→ TASK TO CARRY OUT
Copy, from the data below, each line that has the word "BufferedUartRx".

→ SUPPLIED INFORMATION
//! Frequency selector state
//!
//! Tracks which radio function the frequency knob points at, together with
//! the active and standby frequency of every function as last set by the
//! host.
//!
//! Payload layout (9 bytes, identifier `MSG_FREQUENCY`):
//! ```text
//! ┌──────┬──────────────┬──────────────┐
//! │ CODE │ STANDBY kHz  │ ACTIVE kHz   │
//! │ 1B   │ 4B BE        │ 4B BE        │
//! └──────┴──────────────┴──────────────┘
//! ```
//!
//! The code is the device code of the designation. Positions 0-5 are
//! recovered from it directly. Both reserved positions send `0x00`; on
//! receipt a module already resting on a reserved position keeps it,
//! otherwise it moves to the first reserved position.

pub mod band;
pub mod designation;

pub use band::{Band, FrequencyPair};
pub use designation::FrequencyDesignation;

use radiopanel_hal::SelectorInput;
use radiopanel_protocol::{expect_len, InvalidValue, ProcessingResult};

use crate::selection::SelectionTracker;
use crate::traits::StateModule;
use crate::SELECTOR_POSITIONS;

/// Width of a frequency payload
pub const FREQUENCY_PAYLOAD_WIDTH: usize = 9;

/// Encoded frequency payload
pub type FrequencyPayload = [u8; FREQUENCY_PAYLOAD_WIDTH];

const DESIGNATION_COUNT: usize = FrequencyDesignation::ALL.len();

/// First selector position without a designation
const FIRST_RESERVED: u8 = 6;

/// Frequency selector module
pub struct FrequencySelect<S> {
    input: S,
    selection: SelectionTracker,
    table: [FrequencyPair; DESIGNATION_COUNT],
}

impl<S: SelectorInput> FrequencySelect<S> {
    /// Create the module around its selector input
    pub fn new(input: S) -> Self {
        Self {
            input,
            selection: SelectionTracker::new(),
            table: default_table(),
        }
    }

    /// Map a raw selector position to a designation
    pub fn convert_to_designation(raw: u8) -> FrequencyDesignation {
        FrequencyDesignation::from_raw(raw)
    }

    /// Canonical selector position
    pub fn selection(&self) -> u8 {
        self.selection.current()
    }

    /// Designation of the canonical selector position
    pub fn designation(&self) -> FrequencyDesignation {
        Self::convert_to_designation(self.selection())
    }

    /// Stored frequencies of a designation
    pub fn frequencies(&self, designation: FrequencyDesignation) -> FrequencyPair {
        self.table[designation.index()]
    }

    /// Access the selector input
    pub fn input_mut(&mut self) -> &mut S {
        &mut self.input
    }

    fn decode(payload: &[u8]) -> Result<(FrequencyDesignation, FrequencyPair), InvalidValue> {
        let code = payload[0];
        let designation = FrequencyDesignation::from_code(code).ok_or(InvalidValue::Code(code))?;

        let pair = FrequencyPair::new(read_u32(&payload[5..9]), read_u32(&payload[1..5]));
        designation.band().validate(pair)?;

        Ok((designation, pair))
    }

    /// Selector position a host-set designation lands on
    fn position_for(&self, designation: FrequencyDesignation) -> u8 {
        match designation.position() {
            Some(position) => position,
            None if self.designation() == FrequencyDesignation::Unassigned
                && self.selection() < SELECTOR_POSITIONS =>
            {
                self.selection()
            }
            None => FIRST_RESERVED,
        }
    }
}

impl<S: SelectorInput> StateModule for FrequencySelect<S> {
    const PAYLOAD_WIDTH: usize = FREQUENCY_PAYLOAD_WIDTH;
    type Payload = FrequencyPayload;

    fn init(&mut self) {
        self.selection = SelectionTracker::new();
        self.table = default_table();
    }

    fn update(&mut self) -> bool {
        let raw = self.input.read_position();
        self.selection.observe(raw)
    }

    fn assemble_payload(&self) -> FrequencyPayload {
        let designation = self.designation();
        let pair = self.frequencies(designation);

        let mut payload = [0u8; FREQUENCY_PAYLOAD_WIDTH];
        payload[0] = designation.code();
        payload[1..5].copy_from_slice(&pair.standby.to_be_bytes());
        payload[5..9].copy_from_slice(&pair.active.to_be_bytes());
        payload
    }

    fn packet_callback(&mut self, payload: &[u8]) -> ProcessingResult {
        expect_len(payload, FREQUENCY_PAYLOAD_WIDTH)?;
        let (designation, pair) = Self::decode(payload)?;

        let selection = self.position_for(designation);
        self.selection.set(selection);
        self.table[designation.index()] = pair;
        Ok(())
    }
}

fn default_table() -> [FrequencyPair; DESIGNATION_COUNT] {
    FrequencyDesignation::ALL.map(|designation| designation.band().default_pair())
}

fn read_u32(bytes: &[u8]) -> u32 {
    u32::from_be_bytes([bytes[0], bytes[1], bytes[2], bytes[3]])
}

...

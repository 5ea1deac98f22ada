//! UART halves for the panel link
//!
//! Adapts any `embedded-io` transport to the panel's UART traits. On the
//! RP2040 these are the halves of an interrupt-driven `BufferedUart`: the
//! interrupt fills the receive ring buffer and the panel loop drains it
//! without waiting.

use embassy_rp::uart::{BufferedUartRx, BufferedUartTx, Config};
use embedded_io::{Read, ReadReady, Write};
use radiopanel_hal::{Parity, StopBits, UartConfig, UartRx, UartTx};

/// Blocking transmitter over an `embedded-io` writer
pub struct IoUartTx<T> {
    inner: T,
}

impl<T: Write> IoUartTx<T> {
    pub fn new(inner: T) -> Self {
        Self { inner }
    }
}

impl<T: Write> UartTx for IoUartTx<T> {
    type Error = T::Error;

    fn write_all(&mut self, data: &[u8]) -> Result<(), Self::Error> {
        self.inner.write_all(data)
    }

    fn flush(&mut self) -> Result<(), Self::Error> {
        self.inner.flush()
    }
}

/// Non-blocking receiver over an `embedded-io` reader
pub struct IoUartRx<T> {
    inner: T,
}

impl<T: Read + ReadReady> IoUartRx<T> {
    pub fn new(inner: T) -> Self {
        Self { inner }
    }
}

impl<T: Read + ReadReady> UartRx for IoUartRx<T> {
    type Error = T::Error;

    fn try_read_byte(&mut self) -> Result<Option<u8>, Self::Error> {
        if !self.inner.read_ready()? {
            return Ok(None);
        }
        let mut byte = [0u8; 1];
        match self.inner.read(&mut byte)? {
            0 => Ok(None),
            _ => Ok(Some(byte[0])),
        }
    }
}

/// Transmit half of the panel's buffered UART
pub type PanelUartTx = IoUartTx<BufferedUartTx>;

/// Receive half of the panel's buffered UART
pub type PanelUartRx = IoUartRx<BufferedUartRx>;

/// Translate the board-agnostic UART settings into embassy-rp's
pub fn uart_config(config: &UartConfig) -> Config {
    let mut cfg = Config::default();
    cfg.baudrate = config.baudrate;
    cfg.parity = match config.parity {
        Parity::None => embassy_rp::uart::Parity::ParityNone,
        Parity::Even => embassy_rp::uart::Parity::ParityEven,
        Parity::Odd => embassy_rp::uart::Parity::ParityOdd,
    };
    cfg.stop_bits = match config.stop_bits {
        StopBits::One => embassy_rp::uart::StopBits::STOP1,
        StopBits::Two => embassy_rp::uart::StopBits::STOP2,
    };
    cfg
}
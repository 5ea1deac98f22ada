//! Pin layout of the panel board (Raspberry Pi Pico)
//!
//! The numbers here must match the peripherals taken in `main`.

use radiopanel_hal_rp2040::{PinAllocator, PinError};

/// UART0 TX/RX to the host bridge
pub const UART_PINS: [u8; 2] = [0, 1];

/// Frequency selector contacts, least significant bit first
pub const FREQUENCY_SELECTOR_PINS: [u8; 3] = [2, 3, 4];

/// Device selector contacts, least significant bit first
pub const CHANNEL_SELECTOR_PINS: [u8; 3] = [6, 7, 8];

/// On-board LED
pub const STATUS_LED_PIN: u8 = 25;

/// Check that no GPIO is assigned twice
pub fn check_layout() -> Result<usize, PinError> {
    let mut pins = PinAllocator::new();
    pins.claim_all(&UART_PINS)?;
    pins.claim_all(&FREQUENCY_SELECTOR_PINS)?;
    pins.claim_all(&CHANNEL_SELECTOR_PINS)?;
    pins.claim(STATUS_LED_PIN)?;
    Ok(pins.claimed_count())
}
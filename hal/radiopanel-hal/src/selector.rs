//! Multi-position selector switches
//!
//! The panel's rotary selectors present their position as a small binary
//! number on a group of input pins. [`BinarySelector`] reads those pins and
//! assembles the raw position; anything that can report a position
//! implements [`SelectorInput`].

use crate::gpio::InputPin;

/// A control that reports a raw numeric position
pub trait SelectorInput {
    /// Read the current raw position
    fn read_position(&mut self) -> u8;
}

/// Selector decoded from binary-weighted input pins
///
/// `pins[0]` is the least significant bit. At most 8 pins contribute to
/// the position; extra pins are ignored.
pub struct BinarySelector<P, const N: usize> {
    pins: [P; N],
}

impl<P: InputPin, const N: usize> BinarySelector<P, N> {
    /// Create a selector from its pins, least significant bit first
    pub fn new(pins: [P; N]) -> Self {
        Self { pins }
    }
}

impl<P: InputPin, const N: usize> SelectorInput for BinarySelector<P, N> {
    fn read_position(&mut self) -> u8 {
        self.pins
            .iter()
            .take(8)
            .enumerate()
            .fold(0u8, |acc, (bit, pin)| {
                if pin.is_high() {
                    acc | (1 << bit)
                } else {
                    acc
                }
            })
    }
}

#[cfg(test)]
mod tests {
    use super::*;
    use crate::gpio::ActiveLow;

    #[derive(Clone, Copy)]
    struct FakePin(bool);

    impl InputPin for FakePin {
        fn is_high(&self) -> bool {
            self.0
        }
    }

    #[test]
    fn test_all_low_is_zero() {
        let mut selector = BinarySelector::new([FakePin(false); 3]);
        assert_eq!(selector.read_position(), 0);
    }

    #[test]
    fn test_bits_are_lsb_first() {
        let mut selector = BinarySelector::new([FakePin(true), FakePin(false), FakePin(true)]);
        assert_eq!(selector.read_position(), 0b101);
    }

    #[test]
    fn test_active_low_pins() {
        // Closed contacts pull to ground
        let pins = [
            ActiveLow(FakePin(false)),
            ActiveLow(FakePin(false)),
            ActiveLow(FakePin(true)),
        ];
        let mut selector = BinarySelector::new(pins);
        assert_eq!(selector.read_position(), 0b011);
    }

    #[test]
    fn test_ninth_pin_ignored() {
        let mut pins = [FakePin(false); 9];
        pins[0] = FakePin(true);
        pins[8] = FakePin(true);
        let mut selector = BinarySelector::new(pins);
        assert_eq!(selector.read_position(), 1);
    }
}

→ RESULT
use embassy_rp::uart::{BufferedUartRx, BufferedUartTx, Config};
pub type PanelUartRx = IoUartRx<BufferedUartRx>;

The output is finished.